Normal Distribution
Basics of Probability
Definition of Probability: The chance of an event occurring, represented as a proportion between 0 and 1, or as a percentage from 0% to 100%.
Example: Probability of rain or a cyclone.
Importance of Probability: Often, we cannot gather data from an entire population, so we rely on samples to represent the larger group. Understanding probability distributions is fundamental in statistical analysis.
Probability Distribution and Normal Distribution
Probability Distributions: Used to represent the likelihood of occurrences of different outcomes. These can be either theoretical or empirical.
Normal Distribution: A specific type of distribution that is symmetric and bell-shaped. Characteristics include:
One peak (mode) at the center.
Symmetric bell shaped Mean, median, and mode are equal. Half scores lie below the curve and half above the curve.
Total area under the curve equals 1 (or 100%)
Assumptions: Many statistical tests assume that collected data fits a normal distribution.

Calculating Probability
Probability Formula:
Probability = (Number of favorable outcomes) / (Total number of possible outcomes)
Example: Tossing a coin has a probability of getting heads or tails as 0.5 or 50%.
Example: Rolling a die, probability of landing on a 4 is 1 out of 6, or approximately 16.7%. Rival
Empirical distribution - distribution based on data
Probability distribution- based on theory and specified by mathematical formula/function
used to calculate theoretical probability
Exists for both continuous and categorical data
Z Scores
Z Scores: Measures how many standard deviations an element is from the mean. Calculation is:
Z = (Observed score - Mean) / Standard deviation
Purpose: Z scores help in standardizing scores from different distributions for comparison. A Z score of +1 means one standard deviation above the mean, while -1 means one standard deviation below.
Without a-score, we cannot answer questions until we find the average mark and SD
Characteristics of Normal Distribution
The bell shape of normal distribution illustrates that:
68.3% of data lies within one standard deviation from the mean.

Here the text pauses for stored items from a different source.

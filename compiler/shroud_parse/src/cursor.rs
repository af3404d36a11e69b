//! Token cursor for navigating the token stream.

use shroud_ir::{Span, Token, TokenKind, TokenList};

/// Cursor over a token list.
///
/// Invariant: the list ends in `Eof` and the position never moves past it.
pub struct Cursor<'a> {
    tokens: &'a TokenList,
    pos: usize,
}

impl<'a> Cursor<'a> {
    pub fn new(tokens: &'a TokenList) -> Self {
        debug_assert!(
            matches!(tokens.as_slice().last(), Some(t) if t.kind == TokenKind::Eof),
            "token list must end in Eof"
        );
        Cursor { tokens, pos: 0 }
    }

    #[inline]
    pub fn position(&self) -> usize {
        self.pos
    }

    pub fn set_position(&mut self, pos: usize) {
        debug_assert!(pos < self.tokens.len(), "cursor position out of bounds");
        self.pos = pos;
    }

    #[inline]
    pub fn current(&self) -> &'a Token {
        let tokens = self.tokens.as_slice();
        &tokens[self.pos.min(tokens.len() - 1)]
    }

    #[inline]
    pub fn current_kind(&self) -> &'a TokenKind {
        &self.current().kind
    }

    #[inline]
    pub fn current_span(&self) -> Span {
        self.current().span
    }

    /// Span of the last consumed token.
    pub fn previous_span(&self) -> Span {
        if self.pos > 0 {
            self.tokens[self.pos - 1].span
        } else {
            Span::DUMMY
        }
    }

    /// Kind of the token `n` positions ahead; `Eof` past the end.
    pub fn peek_kind(&self, n: usize) -> &'a TokenKind {
        let tokens = self.tokens.as_slice();
        &tokens[(self.pos + n).min(tokens.len() - 1)].kind
    }

    #[inline]
    pub fn is_at_end(&self) -> bool {
        matches!(self.current_kind(), TokenKind::Eof)
    }

    /// Advance to the next token and return the consumed one.
    ///
    /// Stays on `Eof` once reached.
    pub fn advance(&mut self) -> &'a Token {
        let token = self.current();
        if !self.is_at_end() {
            self.pos += 1;
        }
        token
    }
}

#[cfg(test)]
mod tests {
    use super::*;

    #[test]
    fn advance_stops_at_eof() {
        let tokens = shroud_lexer::lex("x").unwrap_or_default();
        let mut cursor = Cursor::new(&tokens);
        assert!(matches!(cursor.advance().kind, TokenKind::Name(_)));
        assert_eq!(cursor.advance().kind, TokenKind::Newline);
        assert!(cursor.is_at_end());
        cursor.advance();
        assert!(cursor.is_at_end());
        assert_eq!(cursor.peek_kind(5), &TokenKind::Eof);
    }
}
//! Header verification over the printed output.

use crate::header::HeaderTable;
use crate::ObfuscateError;

/// Check that every header alias is defined by exactly one top-level
/// `alias = ...` line of `text`.
#[tracing::instrument(level = "debug", skip_all, fields(entries = header.len()))]
pub fn verify_header(text: &str, header: &HeaderTable) -> Result<(), ObfuscateError> {
    for entry in header.iter() {
        let prefix = format!("{} = ", entry.alias);
        let found = text.lines().filter(|line| line.starts_with(&prefix)).count();
        if found != 1 {
            tracing::debug!(alias = %entry.alias, found, "header definition mismatch");
            return Err(ObfuscateError::PostProcessMismatch {
                alias: entry.alias.clone(),
                found,
            });
        }
    }
    Ok(())
}

#[cfg(test)]
mod tests {
    #![allow(clippy::unwrap_used, clippy::expect_used)]

    use super::*;
    use crate::header::Tier;

    fn header() -> HeaderTable {
        let mut header = HeaderTable::new();
        header.insert("_0x2", "x", Tier::Base);
        header
    }

    #[test]
    fn single_definition_passes() {
        assert_eq!(verify_header("_0x2 = (not())\nprint(_0x2)\n", &header()), Ok(()));
    }

    #[test]
    fn missing_definition_reported() {
        assert_eq!(
            verify_header("print(_0x2)\n", &header()),
            Err(ObfuscateError::PostProcessMismatch {
                alias: "_0x2".into(),
                found: 0
            })
        );
    }

    #[test]
    fn duplicate_definition_reported() {
        let err = verify_header("_0x2 = 1\n_0x2 = 2\n", &header()).unwrap_err();
        assert_eq!(
            err,
            ObfuscateError::PostProcessMismatch {
                alias: "_0x2".into(),
                found: 2
            }
        );
    }

    #[test]
    fn indented_and_prefixed_lines_do_not_count() {
        let text = "_0x2 = 1\n    _0x2 = 2\n_0x20 = 3\n";
        assert_eq!(verify_header(text, &header()), Ok(()));
    }
}
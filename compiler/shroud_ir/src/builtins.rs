//! Reserved words and built-in names of the Python 3 runtime.

/// Hard keywords; never valid identifiers.
pub const KEYWORDS: &[&str] = &[
    "False", "None", "True", "and", "as", "assert", "async", "await", "break", "class",
    "continue", "def", "del", "elif", "else", "except", "finally", "for", "from", "global", "if",
    "import", "in", "is", "lambda", "nonlocal", "not", "or", "pass", "raise", "return", "try",
    "while", "with", "yield",
];

/// Context-dependent keywords; valid identifiers but avoided as aliases.
pub const SOFT_KEYWORDS: &[&str] = &["_", "case", "match", "type"];

/// Built-in callables implemented natively by the runtime.
///
/// Calls to these are routed through the `builtins` module when function
/// renaming is on, unless the program rebinds the name.
pub const BUILTIN_FUNCTIONS: &[&str] = &[
    "__build_class__",
    "__import__",
    "abs",
    "aiter",
    "all",
    "anext",
    "any",
    "ascii",
    "bin",
    "breakpoint",
    "callable",
    "chr",
    "compile",
    "delattr",
    "dir",
    "divmod",
    "eval",
    "exec",
    "format",
    "getattr",
    "globals",
    "hasattr",
    "hash",
    "hex",
    "id",
    "input",
    "isinstance",
    "issubclass",
    "iter",
    "len",
    "locals",
    "max",
    "min",
    "next",
    "oct",
    "open",
    "ord",
    "pow",
    "print",
    "repr",
    "round",
    "setattr",
    "sorted",
    "sum",
    "vars",
];

/// Every other name of the `builtins` module: types, constants, exceptions.
pub const BUILTIN_NAMES: &[&str] = &[
    "ArithmeticError", "AssertionError", "AttributeError", "BaseException",
    "BaseExceptionGroup", "BlockingIOError", "BrokenPipeError", "BufferError", "BytesWarning",
    "ChildProcessError", "ConnectionAbortedError", "ConnectionError", "ConnectionRefusedError",
    "ConnectionResetError", "DeprecationWarning", "EOFError", "Ellipsis", "EncodingWarning",
    "EnvironmentError", "Exception", "ExceptionGroup", "FileExistsError", "FileNotFoundError",
    "FloatingPointError", "FutureWarning", "GeneratorExit", "IOError", "ImportError",
    "ImportWarning", "IndentationError", "IndexError", "InterruptedError", "IsADirectoryError",
    "KeyError", "KeyboardInterrupt", "LookupError", "MemoryError", "ModuleNotFoundError",
    "NameError", "NotADirectoryError", "NotImplemented", "NotImplementedError", "OSError",
    "OverflowError", "PendingDeprecationWarning", "PermissionError", "ProcessLookupError",
    "RecursionError", "ReferenceError", "ResourceWarning", "RuntimeError", "RuntimeWarning",
    "StopAsyncIteration", "StopIteration", "SyntaxError", "SyntaxWarning", "SystemError",
    "SystemExit", "TabError", "TimeoutError", "TypeError", "UnboundLocalError",
    "UnicodeDecodeError", "UnicodeEncodeError", "UnicodeError", "UnicodeTranslateError",
    "UnicodeWarning", "UserWarning", "ValueError", "Warning", "ZeroDivisionError",
    "__builtins__", "__debug__", "__doc__", "__file__", "__loader__", "__name__",
    "__package__", "__spec__", "bool", "bytearray", "bytes", "classmethod", "complex",
    "copyright", "credits", "dict", "enumerate", "exit", "filter", "float", "frozenset",
    "help", "int", "license", "list", "map", "memoryview", "object", "property", "quit",
    "range", "reversed", "set", "slice", "staticmethod", "str", "super", "tuple",
    "type", "zip",
];

pub fn is_keyword(name: &str) -> bool {
    KEYWORDS.contains(&name)
}

pub fn is_builtin_function(name: &str) -> bool {
    BUILTIN_FUNCTIONS.contains(&name)
}

/// Any name the runtime provides without an import.
pub fn is_builtin(name: &str) -> bool {
    is_builtin_function(name) || BUILTIN_NAMES.contains(&name)
}

/// Whether `name` must never be produced as an alias.
pub fn is_reserved(name: &str) -> bool {
    is_keyword(name) || SOFT_KEYWORDS.contains(&name) || is_builtin(name)
}

/// `__name__`-style names; left alone by every renaming pass.
pub fn is_dunder(name: &str) -> bool {
    name.len() > 4 && name.starts_with("__") && name.ends_with("__")
}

95.4% lies within two standard deviations.
99.7% lies within three standard deviations.
Example: Sampling IQs from a population where the mean is 100 and standard deviation is 15.
68% of scores will be between 85 to 115 (mean ± 15).
95% will be between 70 to 130 (mean ± 30).
99% will be between 55 to 145 (mean ± 45).

Testing for Normality
Eight methods to assess normality:
Comparing means, medians, and modes.
In a normal distribution, they should be very close.
Skewness and Kurtosis.
Both should be approximately 0 for normal distribution.
- both zero- within plus minus 1.96
Shapiro-Wilk Test.
Tests if the sample comes from a normally distributed population; significance <0.05 indicates violation of normality.
Histograms.
Visual representation; should appear symmetric for normal distribution.
Box Plots.
Useful for visualizing median and identifying outliers.
Normal Probability Plots.
Points cluster close to a straight line if data is normal.
Detrended QQ Plot.
Should show similar distribution of points above and below a central line.
Empirical Rule (68-95-99.7 Rule).
Stem and Leaf
Applying Z Scores and Normal Distribution
Example scenarios:
If average weight in a population is 65kg with a standard deviation of 5kg, approximately 68% will weigh between 60kg to 70kg (one standard deviation).
For two standard deviations, weight will range between 55kg to 75kg with about 95% of the population falling within this range.
Conclusion
When assessing for normality, all eight methods must be examined together to draw a final conclusion about the sample data distribution.
SPSS can be utilized for visualizing these distributions and conducting the necessary tests for interpretation.